There are no more nappies. Not stuffed into drawers in the hall, in the bathroom, in the bedrooms, in the lounge, in the emergency bag in the car, in the nappy bags, in the nursery spare clothes bags.

I should be glad, I know, that we can pass on the 200 or so size fives I’d bought and never needed. And, I imagine, I will be once I appreciate how much easier life is without a nappy bag to pack and carry around. For now though, these signs that show me how much my children are growing up have knocked me a little off balance.

Milin, without us noticing, has stopped taking his beloved bunny to bed. He’s not been able to put himself to sleep without it since he was eight months old. Until this week. What will we do with those seven, faded, threadbare, bunnies? I always put one in the washing machine each morning. But this week, there hasn’t been any need.

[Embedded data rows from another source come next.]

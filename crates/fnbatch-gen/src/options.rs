use fnbatch_core::errors::{BatchError, ErrorInfo};
use fnbatch_core::{ParameterDescriptor, ParameterKind};
use indexmap::IndexMap;
use serde_json::{json, Value};
use tracing::debug;

use crate::sample::{evenly_distributed_indices, evenly_distributed_subset};

/// Default cap on the number of candidates sampled per parameter.
pub const DEFAULT_MAX_OPTIONS: usize = 10;

/// Tolerance absorbing float error when counting range steps, so that
/// `0.0..=1.0` by `0.1` still reaches `1.0`.
const RANGE_EPSILON: f64 = 1e-9;

const POLYLINE_DISCRIMINATOR: &str = "Elements.Geometry.Polyline";
const POLYGON_DISCRIMINATOR: &str = "Elements.Geometry.Polygon";

/// Candidate values per parameter, in schema order.
pub type OptionSet = IndexMap<String, Vec<Value>>;

/// Produces the bounded candidate list for a single parameter.
pub fn sample_options(param: &ParameterDescriptor, cap: usize) -> Result<Vec<Value>, BatchError> {
    match &param.kind {
        ParameterKind::NumericRange { min, max, step } => {
            check_numeric_range(&param.name, *min, *max, *step)?;
            match step {
                Some(step) => sample_range(*min, *max, *step, cap),
                None => spread_range(*min, *max, cap),
            }
        }
        ParameterKind::StringEnum { values } => {
            if values.is_empty() {
                return Err(BatchError::ParameterKind(
                    ErrorInfo::new("param.empty_enum", "string enum declares no values")
                        .with_context("parameter", param.name.as_str())
                        .with_context("kind", param.kind.label()),
                ));
            }
            let picked = evenly_distributed_subset(values, cap.min(values.len()))?;
            Ok(picked.into_iter().map(Value::String).collect())
        }
        ParameterKind::Boolean => Ok(vec![Value::Bool(true), Value::Bool(false)]),
        ParameterKind::GeometryPolyline => Ok(vec![canonical_shape(POLYLINE_DISCRIMINATOR)]),
        ParameterKind::GeometryPolygon => Ok(vec![canonical_shape(POLYGON_DISCRIMINATOR)]),
        ParameterKind::Color => Ok(vec![canonical_color()]),
        ParameterKind::DefaultOnly { default_value } => Ok(vec![default_value.clone()]),
    }
}

/// Samples every parameter, keeping schema order.
pub fn sample_option_sets(
    params: &[ParameterDescriptor],
    cap: usize,
) -> Result<OptionSet, BatchError> {
    let mut options = OptionSet::with_capacity(params.len());
    for param in params {
        let candidates = sample_options(param, cap)?;
        debug!(
            parameter = %param.name,
            kind = param.kind.label(),
            candidates = candidates.len(),
            "options sampled"
        );
        options.insert(param.name.clone(), candidates);
    }
    Ok(options)
}

/// Rejects ranges that cannot be enumerated.
pub(crate) fn check_numeric_range(
    name: &str,
    min: f64,
    max: f64,
    step: Option<f64>,
) -> Result<(), BatchError> {
    let step_ok = step.map_or(true, |step| step.is_finite() && step > 0.0);
    if min.is_finite() && max.is_finite() && max >= min && step_ok {
        return Ok(());
    }
    let mut info = ErrorInfo::new(
        "param.invalid_range",
        format!("numeric range for `{name}` needs finite bounds with max >= min and step > 0"),
    )
    .with_context("parameter", name)
    .with_context("kind", "numeric-range")
    .with_context("min", min.to_string())
    .with_context("max", max.to_string());
    if let Some(step) = step {
        info = info.with_context("step", step.to_string());
    }
    Err(BatchError::ParameterKind(info))
}

/// Walks `min + i * step` up to `max` without materializing the full range.
fn sample_range(min: f64, max: f64, step: f64, cap: usize) -> Result<Vec<Value>, BatchError> {
    let steps = ((max - min) / step + RANGE_EPSILON).floor();
    // Saturating cast; anything this large is reduced to `cap` picks anyway.
    let len = (steps as usize).saturating_add(1);
    let indices = evenly_distributed_indices(len, cap.min(len))?;
    Ok(indices
        .into_iter()
        .map(|idx| numeric_value(min + idx as f64 * step))
        .collect())
}

/// Used when a range declares no step: `cap` evenly spaced points, both ends included.
fn spread_range(min: f64, max: f64, cap: usize) -> Result<Vec<Value>, BatchError> {
    if cap == 0 {
        return Err(BatchError::Sampler(
            ErrorInfo::new("sampler.invalid", "cannot spread a range over zero items")
                .with_context("n", "0"),
        ));
    }
    if cap == 1 || max == min {
        return Ok(vec![numeric_value(min)]);
    }
    let width = max - min;
    let last = (cap - 1) as f64;
    Ok((0..cap)
        .map(|idx| {
            if idx == cap - 1 {
                numeric_value(max)
            } else {
                numeric_value(min + width * idx as f64 / last)
            }
        })
        .collect())
}

/// Integral values are emitted as JSON integers.
fn numeric_value(value: f64) -> Value {
    const EXACT_INT: f64 = 9_007_199_254_740_992.0;
    if value.fract() == 0.0 && value.abs() < EXACT_INT {
        json!(value as i64)
    } else {
        json!(value)
    }
}

/// Closed 40x40 square on the XY plane, tagged as polyline or polygon.
fn canonical_shape(discriminator: &str) -> Value {
    let vertices: Vec<Value> = [(0, 0), (40, 0), (40, 40), (0, 40)]
        .iter()
        .map(|(x, y)| json!({"X": x, "Y": y, "Z": 0}))
        .collect();
    json!({
        "discriminator": discriminator,
        "Vertices": vertices,
    })
}

/// Opaque white.
fn canonical_color() -> Value {
    json!({"Red": 1.0, "Green": 1.0, "Blue": 1.0, "Alpha": 1.0})
}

I can’t, at the moment, escape the big and little markers such as these. They are the objects and forms and events and actions which are tangible proof of life with a two and four year old. Jasmin is doing an extra session at nursery each week, Milin tells me about the rallies he and his friends can manage at tennis, they can both dress themselves. We’ve accepted a school place for Milin, Jasmin will move into the ‘big children’ class in September. They are not babies.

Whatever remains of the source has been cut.